Au cœur du film se trouve le célèbre cours sur la liberté d'expression de Samuel Paty, où il a montré des caricatures de Mahomet issues de Charlie Hebdo. Un mensonge d'une élève, qui prétendait que le professeur avait demandé aux musulmans de quitter la classe, a mis le feu aux poudres, déclenchant une vague d'indignation sur les réseaux sociaux. Cette colère a rapidement été exploitée par un prédicateur islamiste, alimentant une cabale et désignant Samuel Paty comme cible. Entre la cupidité et l'inconscience des élèves, il s'est trouvé pris dans un engrenage tragique.
D’abord rétablir les faits
Le film, que Antoine Reinartz interprète avec brio, dépeint un Samuel Paty de plus en plus isolé, angoissé et vulnérable. Emmanuelle Bercot, qui joue un rôle clé dans le film, illustre parfaitement les erreurs dérivées de la peur et de l'impréparation.
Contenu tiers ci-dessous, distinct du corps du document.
pub const SCHEMA: &str = r#"
-- Photos table: every ingested source file
CREATE TABLE IF NOT EXISTS photos (
    id INTEGER PRIMARY KEY AUTOINCREMENT,
    file_hash TEXT UNIQUE NOT NULL,
    original_path TEXT NOT NULL,
    processed_path TEXT,
    thumbnail_path TEXT,
    status TEXT DEFAULT 'pending' CHECK(status IN ('pending', 'processing', 'completed', 'error', 'no_faces')),
    face_count INTEGER,
    created_at TEXT DEFAULT CURRENT_TIMESTAMP,
    processed_at TEXT
);

-- Faces table: detections with embeddings, one row per face per photo
CREATE TABLE IF NOT EXISTS faces (
    id INTEGER PRIMARY KEY AUTOINCREMENT,
    photo_id INTEGER NOT NULL REFERENCES photos(id) ON DELETE CASCADE,
    person_id INTEGER REFERENCES persons(id),
    bbox_x INTEGER NOT NULL,
    bbox_y INTEGER NOT NULL,
    bbox_w INTEGER NOT NULL,
    bbox_h INTEGER NOT NULL,
    embedding BLOB NOT NULL,   -- little-endian f32 vector
    confidence REAL NOT NULL
);

-- Persons table: one row per identity cluster, centroid is unit-normalized
CREATE TABLE IF NOT EXISTS persons (
    id INTEGER PRIMARY KEY AUTOINCREMENT,
    name TEXT NOT NULL,
    centroid BLOB NOT NULL,
    face_count INTEGER DEFAULT 1,
    created_at TEXT DEFAULT CURRENT_TIMESTAMP
);

-- Enrollments table: named identities bound to person clusters
CREATE TABLE IF NOT EXISTS enrollments (
    id INTEGER PRIMARY KEY AUTOINCREMENT,
    person_id INTEGER REFERENCES persons(id),
    user_name TEXT NOT NULL,
    phone TEXT,
    email TEXT,
    selfie_path TEXT NOT NULL,
    match_confidence REAL NOT NULL,
    consent_given INTEGER DEFAULT 1,
    created_at TEXT DEFAULT CURRENT_TIMESTAMP
);

-- Upload queue: one row per file copy pushed to the remote mirror
CREATE TABLE IF NOT EXISTS upload_queue (
    id INTEGER PRIMARY KEY AUTOINCREMENT,
    photo_id INTEGER REFERENCES photos(id) ON DELETE CASCADE,
    local_path TEXT NOT NULL,
    relative_to TEXT NOT NULL,
    status TEXT DEFAULT 'pending' CHECK(status IN ('pending', 'uploading', 'completed', 'failed')),
    retry_count INTEGER DEFAULT 0,
    last_error TEXT,
    created_at TEXT DEFAULT CURRENT_TIMESTAMP,
    updated_at TEXT DEFAULT CURRENT_TIMESTAMP
);

-- Indexes for the hot queries
CREATE INDEX IF NOT EXISTS idx_photos_status ON photos(status);
CREATE INDEX IF NOT EXISTS idx_photos_hash ON photos(file_hash);
CREATE INDEX IF NOT EXISTS idx_faces_photo ON faces(photo_id);
CREATE INDEX IF NOT EXISTS idx_faces_person ON faces(person_id);
CREATE INDEX IF NOT EXISTS idx_enrollments_person ON enrollments(person_id);
CREATE INDEX IF NOT EXISTS idx_upload_queue_status ON upload_queue(status);
CREATE INDEX IF NOT EXISTS idx_upload_queue_photo ON upload_queue(photo_id);
"#;
//! Logging configuration with journald support on Linux.
//!
//! Sets up tracing-based logging that integrates with systemd's journal on
//! Linux systems, with file-based fallback for other platforms or when
//! journald is unavailable.

use anyhow::Result;
use std::path::PathBuf;
use tracing_subscriber::{fmt, layer::SubscriberExt, util::SubscriberInitExt, EnvFilter};

/// Initialize the logging system.
///
/// On Linux, this will attempt to connect to systemd-journald.
/// If unavailable or on other platforms, logs go to a daily-rolling file.
///
/// Log level can be controlled via the `FACEFAN_LOG` environment variable:
/// - `FACEFAN_LOG=debug` for verbose output
/// - `FACEFAN_LOG=info` for standard output (default)
/// - `FACEFAN_LOG=warn` for warnings and errors only
pub fn init(log_dir: Option<PathBuf>) -> Result<()> {
    let env_filter = EnvFilter::try_from_env("FACEFAN_LOG")
        .unwrap_or_else(|_| EnvFilter::new("info"));

    #[cfg(target_os = "linux")]
    {
        if let Ok(journald_layer) = tracing_journald::layer() {
            tracing_subscriber::registry()
                .with(env_filter)
                .with(journald_layer)
                .init();

            tracing::info!("Logging initialized with journald backend");
            return Ok(());
        }
    }

    // Fallback to file-based logging
    let log_dir = log_dir.unwrap_or_else(|| {
        dirs::data_local_dir()
            .unwrap_or_else(|| PathBuf::from("."))
            .join("facefan")
            .join("logs")
    });

    std::fs::create_dir_all(&log_dir)?;

    let file_appender = tracing_appender::rolling::daily(&log_dir, "facefan.log");
    let (non_blocking, _guard) = tracing_appender::non_blocking(file_appender);

    // Keep the flush guard alive for the process lifetime; init() runs once.
    static GUARD: std::sync::OnceLock<tracing_appender::non_blocking::WorkerGuard> =
        std::sync::OnceLock::new();
    let _ = GUARD.set(_guard);

    tracing_subscriber::registry()
        .with(env_filter)
        .with(fmt::layer().with_writer(non_blocking).with_ansi(false))
        .init();

    tracing::info!("Logging initialized with file backend at {:?}", log_dir);
    Ok(())
}

/// Stderr-only logging for the CLI binaries and tests.
pub fn init_stderr() -> Result<()> {
    let env_filter = EnvFilter::try_from_env("FACEFAN_LOG")
        .unwrap_or_else(|_| EnvFilter::new("info"));

    tracing_subscriber::registry()
        .with(env_filter)
        .with(fmt::layer().with_writer(std::io::stderr))
        .try_init()
        .ok();

    Ok(())
}
//! Person rows: identity clusters with a running centroid.

use rusqlite::{params, Connection, Row};

use super::faces::{bytes_to_embedding, embedding_to_bytes};
use super::now_str;

#[derive(Debug, Clone)]
pub struct Person {
    pub id: i64,
    pub name: String,
    pub centroid: Vec<f32>,
    pub face_count: i64,
    pub created_at: String,
}

fn row_to_person(row: &Row<'_>) -> rusqlite::Result<Person> {
    let blob: Vec<u8> = row.get("centroid")?;
    Ok(Person {
        id: row.get("id")?,
        name: row.get("name")?,
        centroid: bytes_to_embedding(&blob),
        face_count: row.get("face_count")?,
        created_at: row.get("created_at")?,
    })
}

pub(crate) fn insert(conn: &Connection, name: &str, centroid: &[f32]) -> rusqlite::Result<i64> {
    conn.execute(
        "INSERT INTO persons (name, centroid, face_count, created_at) VALUES (?, ?, 1, ?)",
        params![name, embedding_to_bytes(centroid), now_str()],
    )?;
    Ok(conn.last_insert_rowid())
}

pub(crate) fn update_centroid(
    conn: &Connection,
    person_id: i64,
    centroid: &[f32],
    face_count: i64,
) -> rusqlite::Result<()> {
    conn.execute(
        "UPDATE persons SET centroid = ?, face_count = ? WHERE id = ?",
        params![embedding_to_bytes(centroid), face_count, person_id],
    )?;
    Ok(())
}

pub(crate) fn rename(conn: &Connection, person_id: i64, name: &str) -> rusqlite::Result<()> {
    conn.execute(
        "UPDATE persons SET name = ? WHERE id = ?",
        params![name, person_id],
    )?;
    Ok(())
}

pub(crate) fn all(conn: &Connection) -> rusqlite::Result<Vec<Person>> {
    let mut stmt = conn.prepare("SELECT * FROM persons ORDER BY id")?;
    let persons = stmt.query_map([], row_to_person)?.collect::<Result<_, _>>()?;
    Ok(persons)
}

pub(crate) fn by_id(conn: &Connection, person_id: i64) -> rusqlite::Result<Option<Person>> {
    let mut stmt = conn.prepare("SELECT * FROM persons WHERE id = ?")?;
    let mut rows = stmt.query_map([person_id], row_to_person)?;
    rows.next().transpose()
}

/// Number used for the next auto-generated person name (`max(id) + 1`).
pub(crate) fn next_number(conn: &Connection) -> rusqlite::Result<i64> {
    let max: Option<i64> = conn.query_row("SELECT MAX(id) FROM persons", [], |row| row.get(0))?;
    Ok(max.unwrap_or(0) + 1)
}

pub(crate) fn delete(conn: &Connection, person_id: i64) -> rusqlite::Result<()> {
    conn.execute("DELETE FROM persons WHERE id = ?", [person_id])?;
    Ok(())
}

pub(crate) fn count(conn: &Connection) -> rusqlite::Result<i64> {
    conn.query_row("SELECT COUNT(*) FROM persons", [], |row| row.get(0))
}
L’abandon pose ainsi une question cruciale : à quel moment aurait-il fallu intervenir pour éviter cette tragédie ? Le film examine également les responsabilités au sein de l’Éducation nationale, de la police et de la municipalité. Le constat est accablant : Samuel Paty n'a pas reçu la protection qu'il aurait dû avoir.
En somme, L’abandon est une œuvre poignante et dérangeante, rendant un hommage profond à ce professeur d’histoire-géographie, tout en interrogeant nos consciences sur les défaillances qui ont conduit à un tel acte de violence.